» Exercise prompt
Whichever lines include the word "FilterPatch", copy them as they appear in the data.
——————————
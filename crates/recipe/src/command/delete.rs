use cookbook_shared::recipe::RecipeId;

use crate::RecipeStore;

impl RecipeStore {
    /// Removes the recipe and its favorite entry in one step.
    ///
    /// The preference profile keeps the tags it learned from the recipe.
    pub fn delete_recipe(&mut self, id: RecipeId) -> bool {
        let Some(position) = self.recipes.iter().position(|recipe| recipe.id == id) else {
            tracing::warn!(recipe.id = %id, "delete ignored, recipe not found");
            return false;
        };

        self.recipes.remove(position);
        self.favorites.retain(|favorite| *favorite != id);

        tracing::debug!(recipe.id = %id, total = self.recipes.len(), "recipe deleted");

        true
    }

    pub fn try_delete_recipe(&mut self, id: RecipeId) -> cookbook_shared::Result<()> {
        if !self.delete_recipe(id) {
            cookbook_shared::not_found!("recipe {}", id);
        }

        Ok(())
    }
}
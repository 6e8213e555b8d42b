//! Fixture helpers for command line tests

#![allow(dead_code)]

use cookbook_recipe::{Difficulty, RecipeInput};
use temp_dir::TempDir;

pub fn fixture() -> Vec<RecipeInput> {
    vec![
        RecipeInput::new("Vegetable Curry", "Mild coconut curry")
            .with_ingredients(["coconut milk", "chickpeas", "spinach"])
            .with_prep_time(15)
            .with_cooking_time(30)
            .with_servings(4)
            .with_tags(["dinner", "vegetarian"])
            .with_difficulty(Difficulty::Easy),
        RecipeInput::new("Apple Crumble", "Warm apples under a buttery crumble")
            .with_ingredients(["apples", "butter", "oats"])
            .with_prep_time(20)
            .with_cooking_time(40)
            .with_servings(6)
            .with_tags(["baking", "dessert"])
            .with_difficulty(Difficulty::Medium),
        RecipeInput::new("Lemon Tart", "Sharp and sweet")
            .with_prep_time(10)
            .with_cooking_time(35)
            .with_servings(8)
            .with_tags(["citrus", "dessert"])
            .with_difficulty(Difficulty::Hard),
        RecipeInput::new("Tomato Soup", "Quick weeknight soup").with_cooking_time(25),
    ]
}

/// Writes [`fixture`] into `dir` and returns the file path.
pub fn write_fixture(dir: &TempDir) -> anyhow::Result<String> {
    let path = dir.child("recipes.json");
    std::fs::write(&path, serde_json::to_string_pretty(&fixture())?)?;

    Ok(path.display().to_string())
}
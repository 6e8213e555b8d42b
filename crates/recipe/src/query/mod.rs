//! Search, range filters and sorting over the recipe collection.

mod list;
mod state;
mod summary;

pub use list::{filter, matches_search, sort};
pub use summary::{ActiveFilter, QuerySummary};

use cookbook_shared::recipe::Recipe;
use serde::{Deserialize, Serialize};
use strum::{AsRefStr, Display, EnumString, VariantArray};

#[derive(
    EnumString,
    Display,
    VariantArray,
    AsRefStr,
    Default,
    Clone,
    Copy,
    Debug,
    PartialEq,
    Eq,
    Serialize,
    Deserialize,
)]
#[strum(serialize_all = "camelCase")]
#[serde(rename_all = "camelCase")]
pub enum SortBy {
    #[default]
    Title,
    PrepTime,
    CookingTime,
    Servings,
    Newest,
}

/// Numeric bounds. An unset bound accepts everything, and a recipe that
/// lacks the field passes the bound.
#[derive(Debug, Clone, Copy, Default, PartialEq, Eq, Serialize, Deserialize)]
#[serde(rename_all = "camelCase")]
pub struct Filters {
    #[serde(default)]
    pub max_prep_time: Option<u32>,
    #[serde(default)]
    pub max_cooking_time: Option<u32>,
    #[serde(default)]
    pub min_servings: Option<u32>,
    #[serde(default)]
    pub max_servings: Option<u32>,
}

impl Filters {
    pub fn is_empty(&self) -> bool {
        self == &Self::default()
    }

    pub fn accepts(&self, recipe: &Recipe) -> bool {
        at_most(recipe.prep_time, self.max_prep_time)
            && at_most(recipe.cooking_time, self.max_cooking_time)
            && at_least(recipe.servings, self.min_servings)
            && at_most(recipe.servings, self.max_servings)
    }

    pub fn apply(&mut self, patch: FilterPatch) {
        if let Some(value) = patch.max_prep_time {
            self.max_prep_time = value;
        }

        if let Some(value) = patch.max_cooking_time {
            self.max_cooking_time = value;
        }

        if let Some(value) = patch.min_servings {
            self.min_servings = value;
        }

        if let Some(value) = patch.max_servings {
            self.max_servings = value;
        }
    }
}

fn at_most(value: Option<u32>, bound: Option<u32>) -> bool {
    match (value, bound) {
        (Some(value), Some(bound)) => value <= bound,
        _ => true,
    }
}

fn at_least(value: Option<u32>, bound: Option<u32>) -> bool {
    match (value, bound) {
        (Some(value), Some(bound)) => value >= bound,
        _ => true,
    }
}

/// Partial filter update; `Some(None)` clears a bound.
#[derive(Debug, Clone, Copy, Default, PartialEq, Eq)]
pub struct FilterPatch {
    pub max_prep_time: Option<Option<u32>>,
    pub max_cooking_time: Option<Option<u32>>,
    pub min_servings: Option<Option<u32>>,
    pub max_servings: Option<Option<u32>>,
}

impl From<Filters> for FilterPatch {
    fn from(filters: Filters) -> Self {
        Self {
            max_prep_time: Some(filters.max_prep_time),
            max_cooking_time: Some(filters.max_cooking_time),
            min_servings: Some(filters.min_servings),
            max_servings: Some(filters.max_servings),
        }
    }
}

#[derive(Debug, Clone, Default, PartialEq, Eq, Serialize, Deserialize)]
#[serde(rename_all = "camelCase")]
pub struct RecipesQuery {
    #[serde(default)]
    pub search: String,
    #[serde(default)]
    pub filters: Filters,
    #[serde(default)]
    pub sort_by: SortBy,
}

impl RecipesQuery {
    pub fn has_active_filters(&self) -> bool {
        !self.search.trim().is_empty() || !self.filters.is_empty()
    }

    pub fn active_filters(&self) -> Vec<ActiveFilter> {
        let search = self.search.trim();
        let bounds = [
            self.filters.max_prep_time.map(ActiveFilter::MaxPrepTime),
            self.filters.max_cooking_time.map(ActiveFilter::MaxCookingTime),
            self.filters.min_servings.map(ActiveFilter::MinServings),
            self.filters.max_servings.map(ActiveFilter::MaxServings),
        ];

        (!search.is_empty())
            .then(|| ActiveFilter::Search(search.to_owned()))
            .into_iter()
            .chain(bounds.into_iter().flatten())
            .collect()
    }
}
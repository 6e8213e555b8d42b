use cookbook_recipe::RecipeId;

mod helpers;

#[test]
fn test_toggle_twice_restores_membership() {
    let (mut store, ids) = helpers::seeded_store();
    store.add_favorite(ids[2]);

    for id in &ids {
        let favorites = store.favorites().to_vec();
        let preferences = store.preferences().clone();

        store.toggle_favorite(*id);
        store.toggle_favorite(*id);

        assert_eq!(store.favorites().contains(id), favorites.contains(id));
        assert!(preferences.is_subset(store.preferences()));
    }
}

#[test]
fn test_preferences_only_grow() {
    let (mut store, ids) = helpers::seeded_store();

    store.toggle_favorite(ids[0]);
    store.toggle_favorite(ids[3]);
    assert_eq!(
        store.preferences().preferred_tags(),
        ["dinner", "italian", "pasta", "breakfast", "dessert", "quick"]
    );

    store.toggle_favorite(ids[0]);
    store.delete_recipe(ids[3]);

    assert!(store.favorites().is_empty());
    assert_eq!(store.preferences().len(), 6);
}

#[test]
fn test_favorite_unknown_recipe_is_ignored() {
    let (mut store, _) = helpers::seeded_store();

    assert!(!store.add_favorite(RecipeId(77)));
    assert!(!store.is_favorite(RecipeId(77)));
    assert!(store.preferences().is_empty());
}

#[test]
fn test_add_favorite_is_idempotent() {
    let (mut store, ids) = helpers::seeded_store();

    assert!(store.add_favorite(ids[1]));
    assert!(!store.add_favorite(ids[1]));
    assert_eq!(store.favorites(), &[ids[1]]);
}

#[test]
fn test_set_recipes_drops_dangling_favorites() {
    let (mut store, ids) = helpers::seeded_store();
    store.add_favorite(ids[0]);
    store.add_favorite(ids[4]);
    store.add_viewed_recipe(ids[4]);

    let kept: Vec<_> = store
        .recipes()
        .iter()
        .filter(|recipe| recipe.id != ids[4])
        .cloned()
        .collect();
    store.set_recipes(kept);

    assert_eq!(store.favorites(), &[ids[0]]);
    assert!(!store.viewed().contains(ids[4]));

    let fresh = store.add_recipe(cookbook_recipe::RecipeInput::new("Risotto", "Creamy"));
    assert!(fresh > ids[4]);
}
——————————
» Task solution
    pub fn apply(&mut self, patch: FilterPatch) {
pub struct FilterPatch {
impl From<Filters> for FilterPatch {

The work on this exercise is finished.